• WORK TASK
Give an exact copy of the lines from the beginning of the listing below to the "order. Cycles are" line, inclusive.

• DATA UNDER STUDY
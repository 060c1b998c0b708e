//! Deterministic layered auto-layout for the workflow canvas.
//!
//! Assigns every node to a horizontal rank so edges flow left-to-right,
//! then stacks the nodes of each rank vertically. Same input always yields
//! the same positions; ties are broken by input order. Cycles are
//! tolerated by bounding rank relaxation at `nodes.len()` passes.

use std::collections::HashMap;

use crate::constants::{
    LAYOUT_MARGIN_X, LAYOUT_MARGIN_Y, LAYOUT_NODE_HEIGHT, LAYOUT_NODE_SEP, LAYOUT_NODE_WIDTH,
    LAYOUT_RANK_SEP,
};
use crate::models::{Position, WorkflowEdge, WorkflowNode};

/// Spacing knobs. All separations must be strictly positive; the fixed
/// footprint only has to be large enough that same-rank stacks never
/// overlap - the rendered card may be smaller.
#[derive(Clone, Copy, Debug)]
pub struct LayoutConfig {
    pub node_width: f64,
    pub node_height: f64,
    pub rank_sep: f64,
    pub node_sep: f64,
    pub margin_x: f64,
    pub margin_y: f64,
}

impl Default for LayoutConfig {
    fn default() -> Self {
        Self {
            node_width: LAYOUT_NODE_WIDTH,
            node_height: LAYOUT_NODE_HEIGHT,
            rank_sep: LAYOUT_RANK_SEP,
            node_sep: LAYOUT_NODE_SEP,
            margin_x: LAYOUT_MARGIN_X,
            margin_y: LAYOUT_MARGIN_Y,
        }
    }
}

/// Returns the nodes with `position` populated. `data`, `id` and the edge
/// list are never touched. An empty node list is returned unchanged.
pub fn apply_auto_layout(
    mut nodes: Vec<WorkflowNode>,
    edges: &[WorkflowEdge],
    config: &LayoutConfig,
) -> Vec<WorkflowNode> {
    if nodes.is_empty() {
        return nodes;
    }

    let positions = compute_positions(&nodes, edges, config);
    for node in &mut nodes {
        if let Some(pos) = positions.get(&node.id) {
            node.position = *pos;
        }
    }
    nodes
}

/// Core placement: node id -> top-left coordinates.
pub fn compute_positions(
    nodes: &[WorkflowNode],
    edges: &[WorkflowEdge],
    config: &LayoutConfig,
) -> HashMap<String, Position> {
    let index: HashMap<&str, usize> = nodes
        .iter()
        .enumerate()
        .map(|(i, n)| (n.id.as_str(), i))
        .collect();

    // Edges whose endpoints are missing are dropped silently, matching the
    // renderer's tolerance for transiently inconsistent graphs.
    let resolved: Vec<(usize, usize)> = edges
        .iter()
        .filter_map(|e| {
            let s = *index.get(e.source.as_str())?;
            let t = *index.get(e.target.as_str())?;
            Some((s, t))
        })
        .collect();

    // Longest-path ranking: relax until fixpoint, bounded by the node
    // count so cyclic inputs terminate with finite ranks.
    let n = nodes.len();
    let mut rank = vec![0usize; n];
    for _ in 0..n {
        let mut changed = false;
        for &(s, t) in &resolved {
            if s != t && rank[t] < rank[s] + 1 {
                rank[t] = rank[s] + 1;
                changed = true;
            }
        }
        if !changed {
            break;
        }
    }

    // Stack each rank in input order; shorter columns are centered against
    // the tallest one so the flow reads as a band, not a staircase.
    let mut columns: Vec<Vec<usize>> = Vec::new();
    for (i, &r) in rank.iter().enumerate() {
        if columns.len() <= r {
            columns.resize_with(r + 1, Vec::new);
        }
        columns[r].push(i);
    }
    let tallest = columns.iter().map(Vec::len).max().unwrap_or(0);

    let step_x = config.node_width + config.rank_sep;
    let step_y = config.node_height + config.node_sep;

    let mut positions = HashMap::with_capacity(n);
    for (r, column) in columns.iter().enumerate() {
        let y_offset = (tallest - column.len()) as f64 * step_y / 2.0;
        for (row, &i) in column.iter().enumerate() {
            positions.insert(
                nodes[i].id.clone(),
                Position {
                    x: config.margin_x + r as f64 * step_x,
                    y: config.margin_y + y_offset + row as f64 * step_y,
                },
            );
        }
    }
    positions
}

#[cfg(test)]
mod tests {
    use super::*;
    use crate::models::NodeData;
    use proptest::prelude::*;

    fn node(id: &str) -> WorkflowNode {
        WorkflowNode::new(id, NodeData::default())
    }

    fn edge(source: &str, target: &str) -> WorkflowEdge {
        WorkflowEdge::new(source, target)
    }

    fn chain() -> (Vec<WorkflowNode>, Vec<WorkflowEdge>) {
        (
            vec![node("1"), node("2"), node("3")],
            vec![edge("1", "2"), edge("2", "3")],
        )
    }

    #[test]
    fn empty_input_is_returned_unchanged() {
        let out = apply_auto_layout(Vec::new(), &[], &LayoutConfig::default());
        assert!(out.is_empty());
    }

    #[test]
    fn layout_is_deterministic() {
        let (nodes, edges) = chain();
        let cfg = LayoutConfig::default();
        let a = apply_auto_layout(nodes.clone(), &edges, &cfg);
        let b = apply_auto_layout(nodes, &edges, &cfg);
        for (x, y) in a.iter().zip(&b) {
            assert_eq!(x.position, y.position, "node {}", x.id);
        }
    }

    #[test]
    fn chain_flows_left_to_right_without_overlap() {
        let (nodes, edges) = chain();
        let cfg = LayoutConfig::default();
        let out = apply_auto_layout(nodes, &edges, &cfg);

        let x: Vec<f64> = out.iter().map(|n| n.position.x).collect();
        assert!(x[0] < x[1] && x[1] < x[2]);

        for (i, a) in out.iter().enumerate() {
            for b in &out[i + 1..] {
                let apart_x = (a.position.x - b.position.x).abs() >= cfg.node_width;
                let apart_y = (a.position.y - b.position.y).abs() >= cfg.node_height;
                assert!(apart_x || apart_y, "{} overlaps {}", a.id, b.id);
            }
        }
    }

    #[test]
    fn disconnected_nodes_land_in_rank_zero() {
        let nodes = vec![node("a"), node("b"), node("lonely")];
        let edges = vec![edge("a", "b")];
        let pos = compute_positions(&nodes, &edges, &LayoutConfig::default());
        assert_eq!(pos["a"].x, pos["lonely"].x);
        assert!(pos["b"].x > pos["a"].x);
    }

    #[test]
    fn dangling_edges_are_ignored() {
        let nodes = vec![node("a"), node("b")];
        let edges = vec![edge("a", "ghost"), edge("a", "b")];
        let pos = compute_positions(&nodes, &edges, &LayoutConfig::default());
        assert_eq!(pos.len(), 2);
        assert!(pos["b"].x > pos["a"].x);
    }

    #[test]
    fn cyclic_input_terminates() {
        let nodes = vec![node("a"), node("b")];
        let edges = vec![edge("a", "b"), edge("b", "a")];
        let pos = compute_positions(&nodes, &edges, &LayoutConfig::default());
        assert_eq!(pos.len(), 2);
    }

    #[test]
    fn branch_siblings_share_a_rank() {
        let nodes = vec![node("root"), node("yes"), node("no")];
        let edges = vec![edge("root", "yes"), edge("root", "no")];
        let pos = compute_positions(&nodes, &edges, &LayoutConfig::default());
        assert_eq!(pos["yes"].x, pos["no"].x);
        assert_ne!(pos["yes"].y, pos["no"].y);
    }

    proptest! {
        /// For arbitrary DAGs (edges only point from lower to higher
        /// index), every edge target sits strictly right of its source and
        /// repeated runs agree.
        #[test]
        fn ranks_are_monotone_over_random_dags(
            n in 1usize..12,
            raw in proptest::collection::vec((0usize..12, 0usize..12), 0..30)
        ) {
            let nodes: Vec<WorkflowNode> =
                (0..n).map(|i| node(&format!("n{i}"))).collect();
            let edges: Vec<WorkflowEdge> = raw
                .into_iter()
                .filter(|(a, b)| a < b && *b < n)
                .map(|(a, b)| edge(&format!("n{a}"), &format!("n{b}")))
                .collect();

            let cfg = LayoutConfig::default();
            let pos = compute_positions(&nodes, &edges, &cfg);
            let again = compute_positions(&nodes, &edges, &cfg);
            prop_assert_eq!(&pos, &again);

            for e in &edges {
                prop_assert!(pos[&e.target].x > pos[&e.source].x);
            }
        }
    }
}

• THE COMPLETED TASK
repository 060c1b998c0b708e
//! Deterministic layered auto-layout for the workflow canvas.
//!
//! Assigns every node to a horizontal rank so edges flow left-to-right,
//! then stacks the nodes of each rank vertically. Same input always yields
//! the same positions; ties are broken by input order. Cycles are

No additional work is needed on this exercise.